The membrane ddG application is packaged with PyRosetta. The released version cab be found in: PyRosetta/app/membrane/compute_ddG.py.

The developmental version can be found in the Rosetta source code in source/src/python/bindings/app/membrane/compute_ddG.py

A demo for this application can be found in Rosetta/demos/protocol_capture/mp_ddG

Rosetta Revision #58096

Background

Measuring free energy changes upon mutation can inform our understanding of membrane protein stability and variation and is a step toward design. In this application, we predict ddGs by measuring the difference in Rosetta energy for the native and mutated conformation. This application uses a modified version of the all atom energy function for membrane proteins, which includes the fa_elec term and pH energy (see below). The Membrane ddG application is part of the RosettaMP Framework.

Algorithm Description

The Membrane ddG application predicts the ddG by taking the difference in Rosetta energy between the native and mutated conformations. Several variations of this protocol are available:

  • Default: Predict the ddG, repacking only at the mutated position
  • Include Repacking: Predict the ddG, repacking residues within a given radius of the mutated position (recommended radius is 8Å by Kellogg et al. 2011)
  • Include pH Calculations: Use a modified version of the Rosetta energy function that corrects for system pH and electrostatics. This option will load in an additional set of rotamers The default pH is 7.0. Additional information on pH calculations can be found in Kilambi et al. 2013 (ref below).

Options

The following options can be used to adjust settings for ∆∆G predictions

General options

Flag Short Flag Description Type
--in_pdb -p Input PDB file String
--in_span -s Input spanfile (transmembrane spanning regions of the protein) String
--out -o Output filename for ddG data. ddG predictions referenced by pose numbering. Default: ddG.out String
--res -r Pose residue number to mutate Int
--mut -m One-letter code of residue identity of the mutant. Example: A181F would be 'F' Char
--output_breakdown -b Output ddG score breakdown by weighted energy term into a scorefile. Default: score.sc String

Repacking

Flag Short Flag Description Type
--repack_radius -a Repack the residues within this radius (in Å). Default value is 0Å Real

pH Options

Flag Short Flag Description Type
--include_pH -t Include pH energy terms: e_pH and fa_elec. Default value is false. Bool
--pH_value -v pH Value at which to predict ddGs. Default value is pH 7. Must pass -include_pH first Real

Sample Command Lines

Below is a sample commandline using inputs provided in the 2015 MPddG protocol Capture. In this command, all residues are repacked within 8.0Å of the mutated position and calculations are performed at pH 4: 

./compute_ddG.py --in_pdb inputs/1qd6_tr.pdb --in_span inputs/1qd6_tr_C.span --res 181 --repack_radius 8.0 --include_pH true --pH_value 4.0

The columns in the output file are the following:

  1. input PDB file
  2. residue number in pose numbering (should start from 1 in your PDB file)
  3. amino acid one-letter code of the mutation
  4. Rosetta score of the native. A more negative number is more stable.
  5. Rosetta score of the mutant.
  6. ddG value as the difference between the native and mutant score. Apparently and when I am looking at those numbers, the ddG is computed as native minus mutant where a negative number mean

References

  1. Alford RF, Koehler Leman J, Weitzner BD, Duran A, Tiley DC, Gray JJ (2015). An integrated framework advancing membrane protein modeling and design. PLoS Comput. Biol. - In Press

  2. Chaudhury S, Lyskov S, Gray JJ (2010) PyRosetta: a script-based interface for implementing molecular modeling algorithms using Rosetta.
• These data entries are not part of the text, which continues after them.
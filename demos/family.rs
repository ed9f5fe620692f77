use std::env;
use xmltab::core::{ContainerDefinition, MappingConfiguration, MultiValueBehaviour, ValueDefinition};
use xmltab::{ConverterBuilder, InMemoryDocument, MemorySink, PipelineError};

const SMITH: &str = r#"<family surname="Smith">
    <members>
        <person><name>Ann</name><age>10</age></person>
        <person><name>Bob</name><age>12</age></person>
    </members>
</family>"#;

const JONES: &str = r#"<family surname="Jones">
    <members>
        <person><name>Cat</name><age>7</age></person>
        <person><name>Dan</name><age>9</age></person>
        <person><name>Eve</name><age>40</age></person>
    </members>
</family>"#;

fn main() -> Result<(), PipelineError> {
    if env::var("RUST_LOG").is_err() {
        unsafe {
            env::set_var("RUST_LOG", "xmltab=info");
        }
    }
    env_logger::init();

    println!("Converting two family documents...");

    for behaviour in [MultiValueBehaviour::Lazy, MultiValueBehaviour::Greedy] {
        let mapping = MappingConfiguration::builder().with_container(
            ContainerDefinition::new("Family", "/family")
                .with_value(ValueDefinition::new("Name", "@surname"))
                .with_container(
                    ContainerDefinition::new("Members", "members").with_value(
                        ValueDefinition::new("Age", "person/age").with_behaviour(behaviour),
                    ),
                ),
        );
        let converter = ConverterBuilder::new().with_mapping_builder(mapping)?.build()?;
        println!("✓ Converter built ({:?} ages)", behaviour);

        let documents = [
            InMemoryDocument::new("smith.xml", SMITH),
            InMemoryDocument::new("jones.xml", JONES),
        ];
        let mut sink = MemorySink::new();
        let summary = converter.convert(&documents, &mut sink)?;
        println!("✓ Converted {} documents", summary.documents);

        for group in sink.group_names() {
            println!("\n[{}]", group);
            for record in sink.records(group).unwrap_or_default() {
                println!("{}", record.join(" | "));
            }
        }
        println!();
    }

    Ok(())
}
  3. Moon CP, Fleming KG (2011) Side-chain hydrophobicity scale derived from transmembrane protein folding into lipid bilayers. Proc Natl Acad Sci.
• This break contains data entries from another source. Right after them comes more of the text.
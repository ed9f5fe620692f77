//! Two-pass conversion of a batch of documents.
//!
//! Pass 1 extracts every document, grows the cardinality table and appends
//! the extraction to the intermediate store. The table is then frozen, which
//! fixes every output group's columns. Pass 2 replays the store and flattens
//! each document against the frozen layout, so every row of a group has the
//! width of its header.

use super::config::ConverterConfig;
use super::store::{ResultStore, StoreError};
use crate::error::PipelineError;
use crate::sink::OutputSink;
use crate::source::{DocumentError, DocumentSource};
use log::{debug, info, warn};
use xmltab_core::{
    CardinalityTable, DocumentExtraction, EngineError, Extractor, GroupHeader, GroupRows,
    MappingConfiguration, flatten_document, headers,
};
use xmltab_xml::XmlDocument;

/// Statistics of a finished run.
#[derive(Debug, Clone, Default, PartialEq, Eq)]
pub struct ConversionSummary {
    pub documents: usize,
    /// Data rows written per output group, excluding headers, in output
    /// group order.
    pub rows: Vec<(String, usize)>,
}

impl ConversionSummary {
    pub fn rows_for(&self, group: &str) -> Option<usize> {
        self.rows.iter().find(|(name, _)| name == group).map(|(_, n)| *n)
    }
}

#[derive(Debug, Clone)]
pub struct Converter {
    mapping: MappingConfiguration,
    config: ConverterConfig,
}

impl Converter {
    pub fn new(mapping: MappingConfiguration, config: ConverterConfig) -> Self {
        Self { mapping, config }
    }

    pub fn mapping(&self) -> &MappingConfiguration {
        &self.mapping
    }

    pub fn config(&self) -> &ConverterConfig {
        &self.config
    }

    /// Converts `documents` in order, writing a header and the rows of each
    /// output group to `sink`, and finishes the sink on success.
    pub fn convert<I, S>(&self, documents: I, sink: &mut S) -> Result<ConversionSummary, PipelineError>
    where
        I: IntoIterator,
        I::Item: DocumentSource,
        S: OutputSink + ?Sized,
    {
        // --- PASS 1: Extraction ---
        info!("[PASS 1] Extracting documents into the intermediate store.");
        let mut table = CardinalityTable::new();
        let mut store = ResultStore::create(self.config.store_backing)?;
        for source in documents {
            let extraction = self.extract(&source, &mut table)?;
            store.append(&extraction)?;
            debug!("[PASS 1] Stored document {} ('{}').", store.len(), source.id());
        }
        table.freeze();
        let headers = headers(&self.mapping, &table);
        info!(
            "[PASS 1] Complete. {} document(s), {} output group(s); column layout frozen.",
            store.len(),
            headers.len()
        );

        // --- PASS 2: Flattening ---
        info!("[PASS 2] Replaying the intermediate store.");
        let mut writer = GroupWriter::new(sink, &headers);
        let mut replayed = 0;
        for (index, entry) in store.replay()?.enumerate() {
            let extraction = entry?;
            let groups = self.flatten(index, &extraction, &table)?;
            writer.write_document(&groups)?;
            replayed += 1;
        }
        writer.write_remaining_headers()?;
        let rows = writer.row_counts;
        sink.finish().map_err(PipelineError::SinkFinish)?;
        info!("[PASS 2] Complete. Wrote {} document(s).", replayed);

        Ok(ConversionSummary {
            documents: replayed,
            rows,
        })
    }

    /// Converts in a single pass: each document is flattened right after
    /// extraction against the maxima seen so far. No store is used and no
    /// headers are written, so rows of later documents may be wider than
    /// those of earlier ones.
    pub fn convert_single<I, S>(
        &self,
        documents: I,
        sink: &mut S,
    ) -> Result<ConversionSummary, PipelineError>
    where
        I: IntoIterator,
        I::Item: DocumentSource,
        S: OutputSink + ?Sized,
    {
        info!("[SINGLE PASS] Converting without an intermediate store.");
        let mut table = CardinalityTable::new();
        let mut summary = ConversionSummary {
            documents: 0,
            rows: self
                .mapping
                .output_groups()
                .iter()
                .map(|g| (g.name().to_string(), 0))
                .collect(),
        };
        for (index, source) in documents.into_iter().enumerate() {
            let extraction = self.extract(&source, &mut table)?;
            let groups = self.flatten(index, &extraction, &table)?;
            for (slot, group) in groups.iter().enumerate() {
                write_rows(sink, group)?;
                summary.rows[slot].1 += group.rows.len();
            }
            summary.documents += 1;
        }
        sink.finish().map_err(PipelineError::SinkFinish)?;
        Ok(summary)
    }

    fn extract<D: DocumentSource>(
        &self,
        source: &D,
        table: &mut CardinalityTable,
    ) -> Result<DocumentExtraction, PipelineError> {
        let id = source.id();
        let load_error = |cause: DocumentError| PipelineError::DocumentLoad {
            document: id.to_string(),
            source: cause,
        };
        let text = source.load().map_err(|e| load_error(e.into()))?;
        let document = XmlDocument::parse(&text).map_err(|e| load_error(e.into()))?;
        Extractor::new(&self.mapping, self.config.trim_whitespace)
            .extract(id, document.root_node(), table)
            .map_err(|source| PipelineError::Extraction {
                document: id.to_string(),
                source,
            })
    }

    /// A result that does not fit the mapping tree can only come from a
    /// damaged store record, so it is reported as a store error.
    fn flatten(
        &self,
        index: usize,
        extraction: &DocumentExtraction,
        table: &CardinalityTable,
    ) -> Result<Vec<GroupRows>, PipelineError> {
        flatten_document(&self.mapping, extraction, table, self.config.empty_container_policy)
            .map_err(|e| match e {
                EngineError::ResultMismatch { .. } => PipelineError::Store(StoreError::Corrupt {
                    index,
                    message: e.to_string(),
                }),
                source => PipelineError::Extraction {
                    document: extraction.document.clone(),
                    source,
                },
            })
    }
}

fn write_rows<S: OutputSink + ?Sized>(sink: &mut S, group: &GroupRows) -> Result<(), PipelineError> {
    for row in &group.rows {
        sink.write_record(&group.group, row)
            .map_err(|source| PipelineError::SinkWrite {
                group: group.group.clone(),
                source,
            })?;
    }
    Ok(())
}

/// Writes each group's header once, just before its first row.
struct GroupWriter<'s, S: OutputSink + ?Sized> {
    sink: &'s mut S,
    headers: &'s [GroupHeader],
    header_written: Vec<bool>,
    row_counts: Vec<(String, usize)>,
}

impl<'s, S: OutputSink + ?Sized> GroupWriter<'s, S> {
    fn new(sink: &'s mut S, headers: &'s [GroupHeader]) -> Self {
        Self {
            sink,
            headers,
            header_written: vec![false; headers.len()],
            row_counts: headers.iter().map(|h| (h.group.clone(), 0)).collect(),
        }
    }

    fn write_header(&mut self, slot: usize) -> Result<(), PipelineError> {
        let header = &self.headers[slot];
        self.sink
            .write_record(&header.group, &header.columns)
            .map_err(|source| PipelineError::SinkWrite {
                group: header.group.clone(),
                source,
            })?;
        self.header_written[slot] = true;
        Ok(())
    }

    fn write_document(&mut self, groups: &[GroupRows]) -> Result<(), PipelineError> {
        for (slot, group) in groups.iter().enumerate() {
            if group.rows.is_empty() {
                continue;
            }
            if !self.header_written[slot] {
                self.write_header(slot)?;
            }
            write_rows(self.sink, group)?;
            self.row_counts[slot].1 += group.rows.len();
        }
        Ok(())
    }

    /// Groups that never received a row still get their header.
    fn write_remaining_headers(&mut self) -> Result<(), PipelineError> {
        for slot in 0..self.headers.len() {
            if !self.header_written[slot] {
                warn!("Output group '{}' received no rows", self.headers[slot].group);
                self.write_header(slot)?;
            }
        }
        Ok(())
    }
}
  4. Kellogg, Elizabeth H., Leaver-Fay A, and Baker D. “Role of Conformational Sampling in Computing Mutation-Induced Changes in Protein Structure and Stability.” Proteins 79, no. 3 (March 2011): 830–38. doi:10.1002/prot.22921.

  5. Kilambi, KP, and Gray JJ. “Rapid Calculation of Protein pKa Values Using Rosetta.” Biophysical Journal 103, no. 3 (August 8, 2012): 587–95. doi:10.1016/j.bpj.2012.06.044.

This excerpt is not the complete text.